## PROBLEM STATEMENT:
Write out again, exactly, the lines below starting at the one with "pub fn text_range(&self)" and ending at the one with "attribute of an element.".

(Stored data entries)
....

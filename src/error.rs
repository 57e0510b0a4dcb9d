use htmlsync_xpath1::XPathError;
use thiserror::Error;

/// Everything that can go wrong while locating a node.
#[derive(Error, Debug)]
pub enum SyncError {
    #[error("Markup parsing failed: {0}")]
    Parse(#[from] roxmltree::Error),

    #[error("XPath failed: {0}")]
    XPath(#[from] XPathError),
}
//! A `roxmltree` document exposed through the engine's node interface.
use htmlsync_xpath1::datasource::XML_NAMESPACE;
use htmlsync_xpath1::{DataSourceNode, NodeType, QName};
use roxmltree::{Node, ParsingOptions};
use std::ops::Range;

/// A parsed document whose nodes can be handed to the XPath engine.
pub struct HtmlDocument<'input> {
    doc: roxmltree::Document<'input>,
}

impl<'input> HtmlDocument<'input> {
    /// Parses well-formed markup. A leading `<!DOCTYPE html>` is accepted.
    pub fn parse(text: &'input str) -> Result<Self, roxmltree::Error> {
        let options = ParsingOptions {
            allow_dtd: true,
            ..ParsingOptions::default()
        };
        let doc = roxmltree::Document::parse_with_options(text, options)?;
        Ok(Self { doc })
    }

    /// The document node.
    pub fn root(&self) -> XmlNode<'_, '_> {
        XmlNode::Tree(self.doc.root())
    }

    pub fn source(&self) -> &'input str {
        self.doc.input_text()
    }
}

/// A node of the parsed tree, or one of an element's attributes.
///
/// `roxmltree` stores attributes as data on their element, so an attribute is addressed by
/// its owner and its index in source order.
#[derive(Debug, Clone, Copy, PartialEq, Eq, Hash)]
pub enum XmlNode<'a, 'input> {
    Tree(Node<'a, 'input>),
    Attribute { owner: Node<'a, 'input>, index: usize },
}

impl<'a, 'input> XmlNode<'a, 'input> {
    pub fn tree_node(&self) -> Option<Node<'a, 'input>> {
        match self {
            XmlNode::Tree(node) => Some(*node),
            XmlNode::Attribute { .. } => None,
        }
    }

    /// Byte range of the node in the source text. For an attribute this spans `name="value"`.
    pub fn text_range(&self) -> Range<usize> {
        match self {
            XmlNode::Tree(node) => node.range(),
            XmlNode::Attribute { owner, index } => owner
                .attributes()
                .nth(*index)
                .map(|attr| attr.range())
                .unwrap_or_else(|| owner.range()),
        }
    }

    /// The local name of an element.
    pub fn tag_name(&self) -> Option<&'input str> {
        match self {
            XmlNode::Tree(node) if node.is_element() => Some(node.tag_name().name()),
            _ => None,
        }
    }

    /// The value of an un-namespaced attribute of an element.
    pub fn attribute(&self, name: &str) -> Option<&'a str> {
        self.tree_node()?.attribute(name)
    }
}

impl<'a> DataSourceNode<'a> for XmlNode<'a, 'a> {
    fn node_type(&self) -> NodeType {
        match self {
            XmlNode::Tree(node) => match node.node_type() {
                roxmltree::NodeType::Root => NodeType::Root,
                roxmltree::NodeType::Element => NodeType::Element,
                roxmltree::NodeType::PI => NodeType::ProcessingInstruction,
                roxmltree::NodeType::Comment => NodeType::Comment,
                // CDATA sections are merged into text by the parser.
                roxmltree::NodeType::Text => NodeType::Text,
            },
            XmlNode::Attribute { .. } => NodeType::Attribute,
        }
    }

    fn name(&self) -> Option<QName<'a>> {
        match self {
            XmlNode::Tree(node) if node.is_element() => {
                let tag = node.tag_name();
                Some(QName {
                    prefix: tag.namespace().and_then(|uri| node.lookup_prefix(uri)),
                    local_part: tag.name(),
                })
            }
            XmlNode::Tree(node) => node.pi().map(|pi| QName {
                prefix: None,
                local_part: pi.target,
            }),
            XmlNode::Attribute { owner, index } => {
                owner.attributes().nth(*index).map(|attr| QName {
                    prefix: attr.namespace().and_then(|uri| owner.lookup_prefix(uri)),
                    local_part: attr.name(),
                })
            }
        }
    }

    fn namespace_uri(&self) -> Option<&'a str> {
        match self {
            XmlNode::Tree(node) if node.is_element() => node.tag_name().namespace(),
            XmlNode::Tree(_) => None,
            XmlNode::Attribute { owner, index } => {
                owner.attributes().nth(*index).and_then(|attr| attr.namespace())
            }
        }
    }

    fn string_value(&self) -> String {
        match self {
            XmlNode::Tree(node) => match node.node_type() {
                roxmltree::NodeType::Root | roxmltree::NodeType::Element => node
                    .descendants()
                    .filter(|n| n.is_text())
                    .filter_map(|n| n.text())
                    .collect(),
                roxmltree::NodeType::PI => node
                    .pi()
                    .and_then(|pi| pi.value)
                    .unwrap_or_default()
                    .to_string(),
                roxmltree::NodeType::Comment | roxmltree::NodeType::Text => {
                    node.text().unwrap_or_default().to_string()
                }
            },
            XmlNode::Attribute { owner, index } => owner
                .attributes()
                .nth(*index)
                .map(|attr| attr.value().to_string())
                .unwrap_or_default(),
        }
    }

    fn attributes(&self) -> Box<dyn Iterator<Item = Self> + 'a> {
        match self {
            XmlNode::Tree(node) if node.is_element() => {
                let owner = *node;
                let count = node.attributes().len();
                Box::new((0..count).map(move |index| XmlNode::Attribute { owner, index }))
            }
            _ => Box::new(std::iter::empty()),
        }
    }

    fn children(&self) -> Box<dyn Iterator<Item = Self> + 'a> {
        match self {
            XmlNode::Tree(node) => Box::new(node.children().map(XmlNode::Tree)),
            XmlNode::Attribute { .. } => Box::new(std::iter::empty()),
        }
    }

    fn parent(&self) -> Option<Self> {
        match self {
            XmlNode::Tree(node) => node.parent().map(XmlNode::Tree),
            XmlNode::Attribute { owner, .. } => Some(XmlNode::Tree(*owner)),
        }
    }

    fn first_child(&self) -> Option<Self> {
        self.tree_node()?.first_child().map(XmlNode::Tree)
    }

    fn next_sibling(&self) -> Option<Self> {
        self.tree_node()?.next_sibling().map(XmlNode::Tree)
    }

    fn previous_sibling(&self) -> Option<Self> {
        self.tree_node()?.prev_sibling().map(XmlNode::Tree)
    }

    /// `roxmltree` records every in-scope binding on each element, so the bindings the
    /// element declares itself are the ones its parent does not already carry.
    fn namespace_declarations(&self) -> Vec<(Option<&'a str>, &'a str)> {
        let XmlNode::Tree(node) = self else {
            return Vec::new();
        };
        let inherited = node.parent_element();
        node.namespaces()
            .filter(|ns| ns.name() != Some("xml"))
            .filter(|ns| {
                inherited.and_then(|parent| parent.lookup_namespace_uri(ns.name()))
                    != Some(ns.uri())
            })
            .map(|ns| (ns.name(), ns.uri()))
            .collect()
    }

    /// roxmltree allocates node ids in document order.
    fn document_position(&self) -> Option<(usize, usize)> {
        match self {
            XmlNode::Tree(node) => Some((node.id().get_usize(), 0)),
            XmlNode::Attribute { owner, index } => Some((owner.id().get_usize(), index + 1)),
        }
    }

    fn element_by_id(&self, id: &str) -> Option<Self> {
        let XmlNode::Tree(node) = self else {
            return None;
        };
        node.document()
            .descendants()
            .find(|n| {
                n.attribute("id") == Some(id) || n.attribute((XML_NAMESPACE, "id")) == Some(id)
            })
            .map(XmlNode::Tree)
    }
}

....

## YOUR RESPONSE:
    pub fn text_range(&self) -> Range<usize> {
        match self {
            XmlNode::Tree(node) => node.range(),
            XmlNode::Attribute { owner, index } => owner
                .attributes()
                .nth(*index)
                .map(|attr| attr.range())
                .unwrap_or_else(|| owner.range()),
        }
    }

    /// The local name of an element.
    pub fn tag_name(&self) -> Option<&'input str> {
        match self {
            XmlNode::Tree(node) if node.is_element() => Some(node.tag_name().name()),
            _ => None,
        }
    }

    /// The value of an un-namespaced attribute of an element.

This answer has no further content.